Theorem 5-2 • The acute angles of a right triangle are complementary.
Theorem 5-3 • The measure of each angle of an equiangular triangle is 60.
Section 5-3 Geometry in Motion
Translation • When you slide a figure from one position to another without turning it. • Translations are sometimes called slides.
Reflection • When you flip a figure over a line. • The figures are mirror images of each other. • Reflections are sometimes called flips.
Rotation • When you turn the figure around a fixed point. • Rotations are sometimes called turns.
Pre-image and Image • Each point on the original figure is called a pre-image. • Its matching point on the corresponding figure is called its image.
Mapping • Each point on the pre-image can be paired with exactly one point on the image, and each point on the image can be paired with exactly one point on the pre-image.
Section 5-4 Congruent Triangles
Congruent Triangles • If the corresponding parts of two triangles are congruent, then the two triangles are congruent
Corresponding Parts • The parts of the congruent triangles that “match”
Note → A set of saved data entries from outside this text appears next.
//! Propagation of committed document text to downstream consumers.
//!
//! Sinks run after a mutation is committed. A failing sink is reported in the
//! [`SyncReport`] and does not undo the mutation or stop the other sinks.

use std::cell::RefCell;
use std::error::Error as StdError;

use indexmap::IndexMap;

use crate::options::FileFormat;
use crate::SyncError;

/// Error type sinks return; the document wraps it into a [`SyncError`].
pub type SinkError = Box<dyn StdError + Send + Sync>;

/// What happened to the document.
#[derive(Debug, Clone, Copy, PartialEq, Eq)]
pub enum SyncEvent<'a> {
    /// Text installed by the loader.
    Loaded {
        text: &'a str,
        generation: u64,
        format: FileFormat,
    },
    /// Text produced by a successful mutation.
    Committed {
        text: &'a str,
        generation: u64,
        format: FileFormat,
    },
    /// The document was reset to its empty marker. Visual structure should be discarded.
    Cleared { generation: u64 },
}

impl SyncEvent<'_> {
    pub fn generation(&self) -> u64 {
        match self {
            SyncEvent::Loaded { generation, .. }
            | SyncEvent::Committed { generation, .. }
            | SyncEvent::Cleared { generation } => *generation,
        }
    }

    pub fn text(&self) -> Option<&str> {
        match self {
            SyncEvent::Loaded { text, .. } | SyncEvent::Committed { text, .. } => Some(text),
            SyncEvent::Cleared { .. } => None,
        }
    }
}

/// A downstream consumer of the canonical text (graph view, persistence, session cache).
///
/// Sinks are shared between the document and their owners, so they take
/// `&self` and keep their own state behind interior mutability.
pub trait DocumentSink {
    fn name(&self) -> &str;

    fn on_event(&self, event: &SyncEvent<'_>) -> Result<(), SinkError>;
}

/// Outcome of propagating one event to every sink.
#[derive(Debug, Clone, Default, PartialEq, Eq)]
pub struct SyncReport {
    pub generation: u64,
    pub failures: Vec<SyncError>,
}

impl SyncReport {
    pub fn is_clean(&self) -> bool {
        self.failures.is_empty()
    }

    pub fn failed(&self, sink: &str) -> bool {
        self.failures.iter().any(|f| f.sink == sink)
    }
}

// ── File state ────────────────────────────────────────────────────────────

#[derive(Debug, Clone, Default, PartialEq, Eq)]
pub struct FileSnapshot {
    pub contents: String,
    pub has_changes: bool,
    pub format: FileFormat,
}

/// Persistence layer view of the open file: its contents and an unsaved-changes flag.
#[derive(Debug, Default)]
pub struct FileState {
    inner: RefCell<FileSnapshot>,
}

impl FileState {
    pub fn new() -> Self {
        Self::default()
    }

    pub fn snapshot(&self) -> FileSnapshot {
        self.inner.borrow().clone()
    }

    pub fn contents(&self) -> String {
        self.inner.borrow().contents.clone()
    }

    pub fn has_changes(&self) -> bool {
        self.inner.borrow().has_changes
    }

    /// Mark the current contents as saved.
    pub fn mark_saved(&self) {
        self.inner.borrow_mut().has_changes = false;
    }
}

impl DocumentSink for FileState {
    fn name(&self) -> &str {
        "file"
    }

    fn on_event(&self, event: &SyncEvent<'_>) -> Result<(), SinkError> {
        let mut file = self.inner.borrow_mut();
        match *event {
            SyncEvent::Loaded { text, format, .. } => {
                file.contents = text.to_string();
                file.has_changes = false;
                file.format = format;
            }
            SyncEvent::Committed { text, format, .. } => {
                file.contents = text.to_string();
                file.has_changes = true;
                file.format = format;
            }
            SyncEvent::Cleared { .. } => {}
        }
        Ok(())
    }
}

// ── Session store ─────────────────────────────────────────────────────────

pub const SESSION_CONTENT_KEY: &str = "content";
pub const SESSION_FORMAT_KEY: &str = "format";

/// Lightweight key/value session cache holding the latest committed text and its format.
#[derive(Debug, Default)]
pub struct SessionStore {
    entries: RefCell<IndexMap<String, String>>,
    quota: Option<usize>,
}

impl SessionStore {
    pub fn new() -> Self {
        Self::default()
    }

    /// A store that refuses writes once stored bytes would exceed `quota`.
    pub fn with_quota(quota: usize) -> Self {
        SessionStore {
            entries: RefCell::default(),
            quota: Some(quota),
        }
    }

    pub fn get(&self, key: &str) -> Option<String> {
        self.entries.borrow().get(key).cloned()
    }

    pub fn len(&self) -> usize {
        self.entries.borrow().len()
    }

    pub fn is_empty(&self) -> bool {
        self.entries.borrow().is_empty()
    }

    /// Store `value` under `key`, enforcing the quota.
    pub fn set(&self, key: &str, value: &str) -> Result<(), SinkError> {
        self.set_all(&[(key, value)])
    }

    /// Store every pair or none of them. The quota is checked against the
    /// state after all writes, before the first one lands.
    pub fn set_all(&self, pairs: &[(&str, &str)]) -> Result<(), SinkError> {
        let mut entries = self.entries.borrow_mut();
        if let Some(quota) = self.quota {
            let kept: usize = entries
                .iter()
                .filter(|(k, _)| !pairs.iter().any(|(key, _)| key == k))
                .map(|(k, v)| k.len() + v.len())
                .sum();
            let needed = kept + pairs.iter().map(|(k, v)| k.len() + v.len()).sum::<usize>();
            if needed > quota {
                return Err(format!("quota exceeded: {needed} > {quota} bytes").into());
            }
        }
        for (key, value) in pairs {
            entries.insert(key.to_string(), value.to_string());
        }
        Ok(())
    }
}

impl DocumentSink for SessionStore {
    fn name(&self) -> &str {
        "session"
    }

    fn on_event(&self, event: &SyncEvent<'_>) -> Result<(), SinkError> {
        if let SyncEvent::Committed { text, format, .. } = *event {
            self.set_all(&[(SESSION_CONTENT_KEY, text), (SESSION_FORMAT_KEY, format.as_str())])?;
        }
        Ok(())
    }
}

#[cfg(test)]
mod tests {
    use super::*;

    fn committed(text: &str) -> SyncEvent<'_> {
        SyncEvent::Committed {
            text,
            generation: 2,
            format: FileFormat::Json,
        }
    }

    #[test]
    fn event_accessors() {
        assert_eq!(committed("{}").text(), Some("{}"));
        assert_eq!(committed("{}").generation(), 2);
        assert_eq!(SyncEvent::Cleared { generation: 9 }.text(), None);
    }

    #[test]
    fn file_state_tracks_changes() {
        let file = FileState::new();
        file.on_event(&SyncEvent::Loaded {
            text: "{}",
            generation: 1,
            format: FileFormat::Yaml,
        })
        .unwrap();
        assert!(!file.has_changes());
        assert_eq!(file.snapshot().format, FileFormat::Yaml);

        file.on_event(&committed("{\"a\": 1}")).unwrap();
        assert!(file.has_changes());
        assert_eq!(file.contents(), "{\"a\": 1}");

        file.mark_saved();
        assert!(!file.has_changes());

        file.on_event(&SyncEvent::Cleared { generation: 3 }).unwrap();
        assert_eq!(file.contents(), "{\"a\": 1}");
    }

    #[test]
    fn session_store_keeps_content_and_format() {
        let session = SessionStore::new();
        session.on_event(&committed("[1]")).unwrap();
        assert_eq!(session.get(SESSION_CONTENT_KEY).as_deref(), Some("[1]"));
        assert_eq!(session.get(SESSION_FORMAT_KEY).as_deref(), Some("json"));
        assert_eq!(session.len(), 2);
    }

    #[test]
    fn session_store_ignores_loads() {
        let session = SessionStore::new();
        session
            .on_event(&SyncEvent::Loaded {
                text: "{}",
                generation: 1,
                format: FileFormat::Json,
            })
            .unwrap();
        assert!(session.is_empty());
    }

    #[test]
    fn session_quota() {
        let session = SessionStore::with_quota(16);
        session.set("content", "12345").unwrap();
        // replacing a key only counts the new value
        session.set("content", "123456789").unwrap();
        let err = session.set("content", "1234567890").unwrap_err();
        assert!(err.to_string().contains("quota exceeded"));
        assert_eq!(session.get("content").as_deref(), Some("123456789"));
    }

    #[test]
    fn session_commit_is_all_or_nothing() {
        // "content" + "[1]" fits (10 bytes), "format" + "json" does not (10 more).
        let session = SessionStore::with_quota(15);
        assert!(session.on_event(&committed("[1]")).is_err());
        assert!(session.is_empty());

        // Old pair stays intact when the next commit overflows.
        let session = SessionStore::with_quota(30);
        session.on_event(&committed("[1]")).unwrap();
        assert!(session.on_event(&committed("[1, 2, 3, 4, 5, 6]")).is_err());
        assert_eq!(session.get(SESSION_CONTENT_KEY).as_deref(), Some("[1]"));
        assert_eq!(session.get(SESSION_FORMAT_KEY).as_deref(), Some("json"));
    }

    #[test]
    fn report_lookup() {
        let report = SyncReport {
            generation: 4,
            failures: vec![SyncError::new("session", "full")],
        };
        assert!(!report.is_clean());
        assert!(report.failed("session"));
        assert!(!report.failed("file"));
    }
}
//! Command-line helpers behind the `json-edit` and `json-locate` binaries.
//!
//! - `json-edit`: write a value at a path of the document read from stdin
//! - `json-locate`: print the value at a path of the document read from stdin

use json_node_path::{parse_path, PathError};
use thiserror::Error;
use tracing_subscriber::EnvFilter;

use crate::canonical::{parse_document, to_canonical_text};
use crate::{Document, EditError, EditOptions};

/// Environment variable naming a TOML file with [`EditOptions`].
pub const CONFIG_ENV: &str = "JSON_NODE_EDIT_CONFIG";

// ── Errors ────────────────────────────────────────────────────────────────

#[derive(Debug, Error)]
pub enum CliError {
    #[error("{0}")]
    Edit(#[from] EditError),
    #[error("invalid path: {0}")]
    Path(#[from] PathError),
    #[error("NOT_FOUND")]
    NotFound,
    #[error("invalid row count: {0}")]
    RowCount(String),
    #[error("config: {0}")]
    Config(#[from] toml::de::Error),
    #[error("{0}")]
    Io(#[from] std::io::Error),
    #[error("{0}")]
    Json(#[from] serde_json::Error),
}

// ── Setup ─────────────────────────────────────────────────────────────────

/// Log to stderr, filtered by `RUST_LOG` (default `warn`).
pub fn init_logging() {
    let filter = EnvFilter::try_from_default_env().unwrap_or_else(|_| EnvFilter::new("warn"));
    // A second init (tests, embedding) keeps the first subscriber.
    let _ = tracing_subscriber::fmt()
        .with_env_filter(filter)
        .with_writer(std::io::stderr)
        .try_init();
}

/// Options from the file named by [`CONFIG_ENV`], or defaults when unset.
pub fn load_options() -> Result<EditOptions, CliError> {
    match std::env::var_os(CONFIG_ENV) {
        Some(path) => {
            let text = std::fs::read_to_string(&path)?;
            Ok(EditOptions::from_toml_str(&text)?)
        }
        None => Ok(EditOptions::default()),
    }
}

/// Parse the optional row-count argument. Defaults to one row.
pub fn parse_row_count(arg: Option<&str>) -> Result<usize, CliError> {
    match arg {
        None => Ok(1),
        Some(s) => s.trim().parse().map_err(|_| CliError::RowCount(s.to_string())),
    }
}

// ── json-edit ─────────────────────────────────────────────────────────────

/// Write `raw` at `path` of `doc_json` and return the new canonical text.
///
/// `path` is a JSON array (`["a",0]`) or a locator (`$["a"][0]`). `raw` is
/// resolved like saved editor text for a node with `row_count` rows.
pub fn edit_document(
    doc_json: &str,
    path: &str,
    raw: &str,
    row_count: usize,
    options: &EditOptions,
) -> Result<String, CliError> {
    let path = parse_path(path)?;
    let mut doc = Document::new(options.clone());
    doc.load(doc_json);
    let commit = doc.apply_raw(&path, raw, row_count)?;
    Ok(commit.text)
}

// ── json-locate ───────────────────────────────────────────────────────────

/// Look up `path` in `doc_json` and return the value as canonical text.
pub fn lookup_path(doc_json: &str, path: &str, options: &EditOptions) -> Result<String, CliError> {
    let path = parse_path(path)?;
    let doc = parse_document(doc_json)?;
    let value = json_node_path::get(&doc, &path).ok_or(CliError::NotFound)?;
    Ok(to_canonical_text(value, options.indent)?)
}

// ── Tests ─────────────────────────────────────────────────────────────────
Congruence Statement • Δ ABC ≅Δ FDE • The order of the vertices indicates the corresponding parts
CPCTC • If two triangles are congruent, then the corresponding parts of the two triangles are congruent • CPCTC – corresponding parts of congruent triangles are congruent
Section 5-5 SSS and SAS
Postulate 5-1 • If three sides of one triangle are congruent to three corresponding sides of another triangle, then the triangles are congruent. (SSS)
Included Angle • The angle formed by two given sides is called the included angle of the sides
Postulate 5-2 • If two sides and the included angle of one triangle are congruent to the corresponding sides and included angle of another triangle, then the triangles are congruent. (SAS)
Section 5-6 ASA and AAS
Postulate 5-3 • If two angles and the included side of one triangle are congruent to the corresponding angles and included side of another triangle, then the triangles are congruent.
Theorem 5-4 • If two angles and a nonincluded side of one triangle are congruent to the corresponding two angles and nonincluded side of another triangle, then the triangles are congruent.